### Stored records

━━━━━━━━━━

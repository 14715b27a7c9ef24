//! Principals that policy statements can name

use crate::token::{Pseudo, Token};
use std::fmt;

/// An identity a statement grants to or denies
#[derive(Debug, Clone, PartialEq)]
pub enum PolicyPrincipal {
    /// An IAM entity by ARN
    Arn(Token),
    /// Every identity of an account, rendered as the account's root ARN
    Account(Token),
    /// An AWS service, e.g. `lambda.amazonaws.com`
    Service(String),
    /// Anyone
    Any,
}

impl PolicyPrincipal {
    pub fn arn(arn: impl Into<Token>) -> Self {
        PolicyPrincipal::Arn(arn.into())
    }

    pub fn account(account_id: impl Into<Token>) -> Self {
        PolicyPrincipal::Account(account_id.into())
    }

    /// The account the stack is deployed into
    pub fn account_root() -> Self {
        PolicyPrincipal::Account(Token::pseudo(Pseudo::AccountId))
    }

    pub fn service(service: impl Into<String>) -> Self {
        PolicyPrincipal::Service(service.into())
    }

    /// Key under `Principal` and the value placed there
    pub fn policy_fragment(&self) -> (&'static str, Token) {
        match self {
            PolicyPrincipal::Arn(arn) => ("AWS", arn.clone()),
            PolicyPrincipal::Account(account) => (
                "AWS",
                Token::concat([
                    Token::literal("arn:"),
                    Token::pseudo(Pseudo::Partition),
                    Token::literal(":iam::"),
                    account.clone(),
                    Token::literal(":root"),
                ]),
            ),
            PolicyPrincipal::Service(service) => ("Service", Token::literal(service.as_str())),
            PolicyPrincipal::Any => ("AWS", Token::literal("*")),
        }
    }
}

impl fmt::Display for PolicyPrincipal {
    fn fmt(&self, f: &mut fmt::Formatter<'_>) -> fmt::Result {
        match self {
            PolicyPrincipal::Arn(arn) => write!(f, "ArnPrincipal({})", arn),
            PolicyPrincipal::Account(account) => write!(f, "AccountPrincipal({})", account),
            PolicyPrincipal::Service(service) => write!(f, "ServicePrincipal({})", service),
            PolicyPrincipal::Any => write!(f, "AnyPrincipal"),
        }
    }
}
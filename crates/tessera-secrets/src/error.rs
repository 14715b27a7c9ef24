//! Error types for tessera-secrets

use thiserror::Error;

/// Result type alias using tessera-secrets' Error type
pub type Result<T> = std::result::Result<T, Error>;

/// Errors raised while building secret constructs
#[derive(Error, Debug)]
pub enum Error {
    /// Error from the core resource graph
    #[error(transparent)]
    Core(#[from] tessera_core::Error),

    /// ARN could not be parsed
    #[error("Invalid ARN format: '{arn}' ({reason})")]
    InvalidArn { arn: String, reason: String },

    /// Generation options are inconsistent
    #[error("Invalid secret generation options: {message}")]
    InvalidGenerationOptions { message: String },

    /// The secret already has an attachment
    #[error("Secret '{secret}' is already attached to a target")]
    AlreadyAttached { secret: String },

    /// Rotation schedule cannot be built
    #[error("Invalid rotation schedule: {message}")]
    InvalidRotation { message: String },

    /// JSON serialization error
    #[error("JSON serialization error: {0}")]
    Serialization(#[from] serde_json::Error),
}

impl Error {
    pub fn invalid_arn(arn: impl Into<String>, reason: impl Into<String>) -> Self {
        Self::InvalidArn {
            arn: arn.into(),
            reason: reason.into(),
        }
    }

    pub fn invalid_generation_options(message: impl Into<String>) -> Self {
        Self::InvalidGenerationOptions {
            message: message.into(),
        }
    }

    pub fn already_attached(secret: impl Into<String>) -> Self {
        Self::AlreadyAttached {
            secret: secret.into(),
        }
    }

    pub fn invalid_rotation(message: impl Into<String>) -> Self {
        Self::InvalidRotation {
            message: message.into(),
        }
    }
}
//! Assertion helpers over synthesized templates

use serde_json::{json, Value};
use tessera_core::{LogicalId, Template};

/// The single resource of a type, failing the test otherwise
pub fn only_resource<'a>(template: &'a Template, resource_type: &'a str) -> (&'a str, &'a Value) {
    let matches: Vec<_> = template.resources_of_type(resource_type).collect();
    assert_eq!(
        matches.len(),
        1,
        "expected exactly one {} in {}",
        resource_type,
        template.to_json_pretty().unwrap_or_default()
    );
    (matches[0].0.as_str(), matches[0].1)
}

pub fn properties<'a>(template: &'a Template, logical_id: &LogicalId) -> &'a Value {
    let resource = template
        .resource(logical_id.as_str())
        .unwrap_or_else(|| panic!("resource {} not in template", logical_id));
    &resource["Properties"]
}

/// Statements of a policy document value
pub fn statements(document: &Value) -> &Vec<Value> {
    document["Statement"]
        .as_array()
        .unwrap_or_else(|| panic!("not a policy document: {}", document))
}

pub fn ref_to(logical_id: &LogicalId) -> Value {
    json!({ "Ref": logical_id.as_str() })
}

pub fn arn_of(logical_id: &LogicalId) -> Value {
    json!({ "Fn::GetAtt": [logical_id.as_str(), "Arn"] })
}

pub fn assert_synthesis_error(err: &tessera_core::Error, fragment: &str) {
    match err {
        tessera_core::Error::Synthesis { errors, .. } => assert!(
            errors.contains(fragment),
            "synthesis errors do not mention '{}':\n{}",
            fragment,
            errors
        ),
        other => panic!("expected a synthesis error, got {:?}", other),
    }
}
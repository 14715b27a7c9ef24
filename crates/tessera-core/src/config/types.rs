//! Stack configuration types (tessera.yaml)

use crate::node::RemovalPolicy;
use camino::Utf8PathBuf;
use serde::{Deserialize, Serialize};

/// Default directory templates are written to
pub const DEFAULT_OUTPUT_DIR: &str = "tessera.out";

/// Root of a tessera.yaml file
#[derive(Debug, Clone, PartialEq, Serialize, Deserialize)]
#[serde(rename_all = "camelCase")]
pub struct StackConfig {
    /// Stack name, also used for the template file name
    pub name: String,

    #[serde(default, skip_serializing_if = "Option::is_none")]
    pub description: Option<String>,

    #[serde(default)]
    pub env: Environment,

    #[serde(default)]
    pub defaults: DefaultsConfig,

    #[serde(default)]
    pub output: OutputConfig,
}

impl StackConfig {
    /// Configuration with every optional section at its default
    pub fn new(name: impl Into<String>) -> Self {
        Self {
            name: name.into(),
            description: None,
            env: Environment::default(),
            defaults: DefaultsConfig::default(),
            output: OutputConfig::default(),
        }
    }
}

/// Deployment target. Unset fields stay deferred as pseudo parameters.
#[derive(Debug, Clone, Default, PartialEq, Serialize, Deserialize)]
#[serde(rename_all = "camelCase")]
pub struct Environment {
    #[serde(default, skip_serializing_if = "Option::is_none")]
    pub account: Option<String>,

    #[serde(default, skip_serializing_if = "Option::is_none")]
    pub region: Option<String>,

    #[serde(default, skip_serializing_if = "Option::is_none")]
    pub partition: Option<String>,
}

impl Environment {
    /// Domain suffix for service endpoints, known only when the partition is
    pub fn url_suffix(&self) -> Option<&'static str> {
        match self.partition.as_deref()? {
            "aws" | "aws-us-gov" => Some("amazonaws.com"),
            "aws-cn" => Some("amazonaws.com.cn"),
            _ => None,
        }
    }

    /// Whether both account and region are pinned
    pub fn is_resolved(&self) -> bool {
        self.account.is_some() && self.region.is_some()
    }
}

/// Removal policies applied when a construct does not choose one
#[derive(Debug, Clone, PartialEq, Serialize, Deserialize)]
#[serde(rename_all = "camelCase")]
pub struct DefaultsConfig {
    #[serde(default = "default_secret_removal_policy")]
    pub secret_removal_policy: RemovalPolicy,

    #[serde(default = "default_key_removal_policy")]
    pub key_removal_policy: RemovalPolicy,
}

impl Default for DefaultsConfig {
    fn default() -> Self {
        Self {
            secret_removal_policy: default_secret_removal_policy(),
            key_removal_policy: default_key_removal_policy(),
        }
    }
}

fn default_secret_removal_policy() -> RemovalPolicy {
    RemovalPolicy::Destroy
}

fn default_key_removal_policy() -> RemovalPolicy {
    RemovalPolicy::Retain
}

/// Rendered template format
#[derive(Debug, Clone, Copy, Default, PartialEq, Eq, Serialize, Deserialize)]
#[serde(rename_all = "lowercase")]
pub enum OutputFormat {
    #[default]
    Json,
    Yaml,
}

impl OutputFormat {
    pub fn extension(&self) -> &'static str {
        match self {
            OutputFormat::Json => "json",
            OutputFormat::Yaml => "yaml",
        }
    }
}

/// Where and how synthesized templates are written
#[derive(Debug, Clone, PartialEq, Serialize, Deserialize)]
#[serde(rename_all = "camelCase")]
pub struct OutputConfig {
    #[serde(default = "default_output_dir")]
    pub directory: Utf8PathBuf,

    #[serde(default)]
    pub format: OutputFormat,
}

impl Default for OutputConfig {
    fn default() -> Self {
        Self {
            directory: default_output_dir(),
            format: OutputFormat::default(),
        }
    }
}

fn default_output_dir() -> Utf8PathBuf {
    Utf8PathBuf::from(DEFAULT_OUTPUT_DIR)
}
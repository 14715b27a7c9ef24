//! Access policy building
//!
//! Statements are accumulated into [`PolicyDocument`]s attached to resource
//! nodes. Documents are validated once, during synthesis, against the rules of
//! their [`PolicyKind`].

mod document;
mod principal;
mod statement;

pub use document::{PolicyDocument, PolicyKind, POLICY_VERSION};
pub use principal::PolicyPrincipal;
pub use statement::{Effect, PolicyStatement};
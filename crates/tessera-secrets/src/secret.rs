//! The secret construct
//!
//! A [`Secret`] is a handle: the resource nodes it creates live in the
//! [`Stack`], and every mutating operation takes the stack by `&mut`. Handles
//! come from four places:
//!
//! - [`Secret::new`] creates an `AWS::SecretsManager::Secret` node.
//! - [`Secret::from_secret_arn`], [`Secret::from_secret_attributes`] and
//!   [`Secret::from_secret_name`] import a secret defined elsewhere.
//! - [`Secret::attach`] returns a handle addressing the secret through its
//!   target attachment. Rotation schedules added to that handle reference the
//!   attachment, which is what orders rotation after the attachment.

use crate::arn::{parse_secret_name, Arn};
use crate::attachment::SecretAttachmentTarget;
use crate::dynamic_reference::{DynamicReference, SecretValueOptions};
use crate::error::{Error, Result};
use crate::generation::SecretStringGenerator;
use crate::key::KeyRef;
use crate::rotation::{RotationSchedule, RotationScheduleOptions};
use std::collections::BTreeMap;
use tessera_core::{
    ConstructPath, Grant, Grantable, LogicalId, PolicyDocument, PolicyKind, PolicyStatement,
    PolicyValidation, Property, Pseudo, RemovalPolicy, ResourceNode, ResourceWithPolicy, Stack,
    Token,
};
use tracing::debug;

pub const SECRET_TYPE: &str = "AWS::SecretsManager::Secret";
pub const RESOURCE_POLICY_TYPE: &str = "AWS::SecretsManager::ResourcePolicy";
pub const TARGET_ATTACHMENT_TYPE: &str = "AWS::SecretsManager::SecretTargetAttachment";
pub const ROTATION_SCHEDULE_TYPE: &str = "AWS::SecretsManager::RotationSchedule";

const ATTACHMENT_ID: &str = "Attachment";

const READ_ACTIONS: [&str; 2] = [
    "secretsmanager:GetSecretValue",
    "secretsmanager:DescribeSecret",
];
const WRITE_ACTIONS: [&str; 2] = ["secretsmanager:PutSecretValue", "secretsmanager:UpdateSecret"];
const KEY_DECRYPT_ACTIONS: [&str; 1] = ["kms:Decrypt"];
const KEY_ENCRYPT_ACTIONS: [&str; 3] = ["kms:Encrypt", "kms:ReEncrypt*", "kms:GenerateDataKey*"];

/// Properties for a new secret
#[derive(Debug, Clone, Default)]
pub struct SecretProps {
    pub description: Option<String>,
    /// Physical name; generated by the service when unset
    pub secret_name: Option<String>,
    /// Encrypts the secret; the account's managed key is used when unset
    pub encryption_key: Option<KeyRef>,
    /// Rules for the initial value; service defaults when unset
    pub generate_secret_string: Option<SecretStringGenerator>,
    /// Falls back to `defaults.secretRemovalPolicy` from the stack configuration
    pub removal_policy: Option<RemovalPolicy>,
}

/// A secret imported by ARN together with its key
#[derive(Debug, Clone, Default)]
pub struct SecretAttributes {
    pub secret_arn: String,
    pub encryption_key: Option<KeyRef>,
}

#[derive(Debug, Clone, PartialEq)]
enum SecretOrigin {
    Owned(LogicalId),
    Attachment(LogicalId),
    Imported,
}

/// A handle to a secret
#[derive(Debug, Clone, PartialEq)]
pub struct Secret {
    path: ConstructPath,
    origin: SecretOrigin,
    secret_arn: Token,
    arn_for_policies: Token,
    /// Identifier placed in dynamic references
    value_id: Token,
    secret_name: Option<Token>,
    encryption_key: Option<KeyRef>,
}
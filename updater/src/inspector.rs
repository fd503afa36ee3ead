//! Local version inspection.
//!
//! Runs the application's version command and extracts the version from the
//! first line of its standard output, which is expected to look like
//! `Atom    : 1.60.0`.

use crate::command::{CommandExecutor, display_command};
use crate::config::UpdaterConfig;
use crate::error::{Result, UpdaterError};
use crate::version::VersionString;

/// Queries the locally installed application for its version.
///
/// # Errors
///
/// Returns [`UpdaterError::NotInstalled`] when the command cannot be spawned
/// or exits unsuccessfully, and [`UpdaterError::UnexpectedFormat`] when the
/// output does not contain a `prefix: version` first line.
pub fn local_version(
    executor: &dyn CommandExecutor,
    config: &UpdaterConfig,
) -> Result<VersionString> {
    let args: Vec<&str> = config.version_args.iter().map(String::as_str).collect();
    let not_installed = |reason: String| UpdaterError::NotInstalled {
        command: display_command(&config.application, &args),
        reason,
    };

    let output = executor
        .run(&config.application, &args)
        .map_err(|err| not_installed(err.to_string()))?;

    if !output.status.success() {
        return Err(not_installed(format!("exited with {}", output.status)));
    }

    let stdout = String::from_utf8_lossy(&output.stdout);
    let version = parse_version_output(&stdout)?;
    log::debug!("local version is {version}");
    Ok(version)
}

/// Extracts the version from `--version` output.
///
/// Only the first line is considered. It is split on its first colon and the
/// trimmed remainder is the version.
///
/// # Errors
///
/// Returns [`UpdaterError::UnexpectedFormat`] if the first line has no colon
/// or nothing follows it.
///
/// # Examples
///
/// ```
/// use atom_updater::inspector::parse_version_output;
///
/// let output = "Atom    : 1.60.0\nElectron: 9.4.4\n";
/// assert_eq!(parse_version_output(output)?.as_str(), "1.60.0");
/// # Ok::<(), atom_updater::error::UpdaterError>(())
/// ```
pub fn parse_version_output(output: &str) -> Result<VersionString> {
    let first_line = output.lines().next().unwrap_or_default();
    let unexpected = || UpdaterError::UnexpectedFormat {
        output: first_line.to_owned(),
    };

    let (_, remainder) = first_line.split_once(':').ok_or_else(unexpected)?;
    let version = remainder.trim();
    if version.is_empty() {
        return Err(unexpected());
    }
    Ok(VersionString::from(version))
}

#[cfg(test)]
#[expect(
    clippy::expect_used,
    reason = "tests assert on the parsed version or the error it produced"
)]
mod tests {
    use super::*;
    use crate::command::MockCommandExecutor;
    use crate::test_utils::{exit_status, failure_output, stdout_output};
    use rstest::rstest;
    use std::process::Output;

    #[rstest]
    #[case::atom_layout("Atom    : 1.60.0\nElectron: 9.4.4\nChrome  : 83.0\n", "1.60.0")]
    #[case::tight("Atom:1.59.0", "1.59.0")]
    #[case::extra_colons("Atom : 1.60.0: dev\n", "1.60.0: dev")]
    #[case::crlf("Atom : 1.60.0\r\nNode : 12\r\n", "1.60.0")]
    fn parses_first_line_after_first_colon(#[case] output: &str, #[case] expected: &str) {
        let version = parse_version_output(output).expect("version should parse");
        assert_eq!(version.as_str(), expected);
    }

    #[rstest]
    #[case::no_colon("1.60.0\n")]
    #[case::empty("")]
    #[case::nothing_after_colon("Atom :   \n")]
    #[case::colon_only_on_second_line("Atom 1.60.0\nElectron: 9.4.4\n")]
    fn rejects_unexpected_output(#[case] output: &str) {
        let err = parse_version_output(output).expect_err("output should be rejected");
        assert!(matches!(err, UpdaterError::UnexpectedFormat { .. }));
    }

    #[test]
    fn local_version_runs_configured_command() {
        let mut executor = MockCommandExecutor::new();
        executor
            .expect_run()
            .withf(|cmd, args| cmd == "atom" && args == ["--version"])
            .times(1)
            .returning(|_, _| Ok(stdout_output("Atom    : 1.60.0\n")));

        let version = local_version(&executor, &UpdaterConfig::default()).expect("version");
        assert_eq!(version, VersionString::from("1.60.0"));
    }

    #[test]
    fn spawn_failure_means_not_installed() {
        let mut executor = MockCommandExecutor::new();
        executor
            .expect_run()
            .returning(|_, _| Err(std::io::Error::from(std::io::ErrorKind::NotFound).into()));

        let err = local_version(&executor, &UpdaterConfig::default()).expect_err("should fail");
        assert!(matches!(err, UpdaterError::NotInstalled { .. }));
    }

    #[test]
    fn non_zero_exit_means_not_installed() {
        let mut executor = MockCommandExecutor::new();
        executor.expect_run().returning(|_, _| {
            Ok(Output {
                stdout: b"Atom : 1.60.0\n".to_vec(),
                ..failure_output("crashed")
            })
        });

        let err = local_version(&executor, &UpdaterConfig::default()).expect_err("should fail");
        match err {
            UpdaterError::NotInstalled { command, .. } => assert_eq!(command, "atom --version"),
            other => panic!("expected NotInstalled, got {other:?}"),
        }
    }

    #[test]
    fn successful_command_with_bad_output_is_unexpected_format() {
        let mut executor = MockCommandExecutor::new();
        executor.expect_run().returning(|_, _| {
            Ok(Output {
                status: exit_status(0),
                stdout: b"atom version unknown".to_vec(),
                stderr: Vec::new(),
            })
        });

        let err = local_version(&executor, &UpdaterConfig::default()).expect_err("should fail");
        assert!(matches!(err, UpdaterError::UnexpectedFormat { .. }));
    }
}
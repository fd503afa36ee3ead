//! User-facing messages.
//!
//! Progress messages go to an injected writer (stdout in the binary) so the
//! orchestrator can be driven from tests. Diagnostics go through `log`.

use std::io::Write;

use crate::download::Artifact;
use crate::installer::Confirmation;
use crate::version::VersionString;

/// Writes one line, ignoring write failures.
pub fn write_line(out: &mut dyn Write, message: impl std::fmt::Display) {
    if writeln!(out, "{message}").is_err() {
        // Best-effort output; ignore write failures.
    }
}

/// Line announcing the start of the check.
pub const SEARCHING: &str = "Searching Atom versions...";

/// Line printed when no update is needed.
pub const UP_TO_DATE: &str = "You're already up-to-date !";

/// Reports the locally installed version.
#[must_use]
pub fn found_local(version: &VersionString) -> String {
    format!("Found local version: {version}")
}

/// Announces a newer published release.
#[must_use]
pub fn found_newer(version: &VersionString) -> String {
    format!("Found newer version: {version}")
}

/// Reports a finished download.
#[must_use]
pub fn download_complete(artifact: &Artifact) -> String {
    format!("Download successfully completed ({})", artifact.path())
}

/// Reports the outcome of the post-install version check.
///
/// # Examples
///
/// ```
/// use atom_updater::installer::Confirmation;
/// use atom_updater::output::confirmation_message;
/// use atom_updater::version::VersionString;
///
/// let confirmed = Confirmation::Confirmed(VersionString::from("1.60.0"));
/// assert_eq!(confirmation_message(&confirmed), "New version 1.60.0 installed !");
/// ```
#[must_use]
pub fn confirmation_message(confirmation: &Confirmation) -> String {
    match confirmation {
        Confirmation::Confirmed(version) => format!("New version {version} installed !"),
        Confirmation::Unconfirmed { reason } => {
            format!("Package installed, but the new version could not be confirmed: {reason}")
        }
    }
}

#[cfg(test)]
mod tests {
    use super::*;

    #[test]
    fn write_line_appends_newline() {
        let mut out = Vec::new();
        write_line(&mut out, found_local(&VersionString::from("1.59.0")));
        assert_eq!(out, b"Found local version: 1.59.0\n");
    }

    #[test]
    fn unconfirmed_message_carries_reason() {
        let message = confirmation_message(&Confirmation::Unconfirmed {
            reason: "atom not on PATH".to_owned(),
        });
        assert!(message.contains("could not be confirmed"));
        assert!(message.contains("atom not on PATH"));
    }

    #[test]
    fn download_complete_names_artifact() {
        let artifact = Artifact::new("/tmp/atom_latest.deb", 3, Some(3));
        assert_eq!(
            download_complete(&artifact),
            "Download successfully completed (/tmp/atom_latest.deb)"
        );
    }
}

━━━━━━━━━━

### The problem
Scan the entries above for the string "Environment" and copy each line containing it.

### Your response
    pub env: Environment,
            env: Environment::default(),
pub struct Environment {
impl Environment {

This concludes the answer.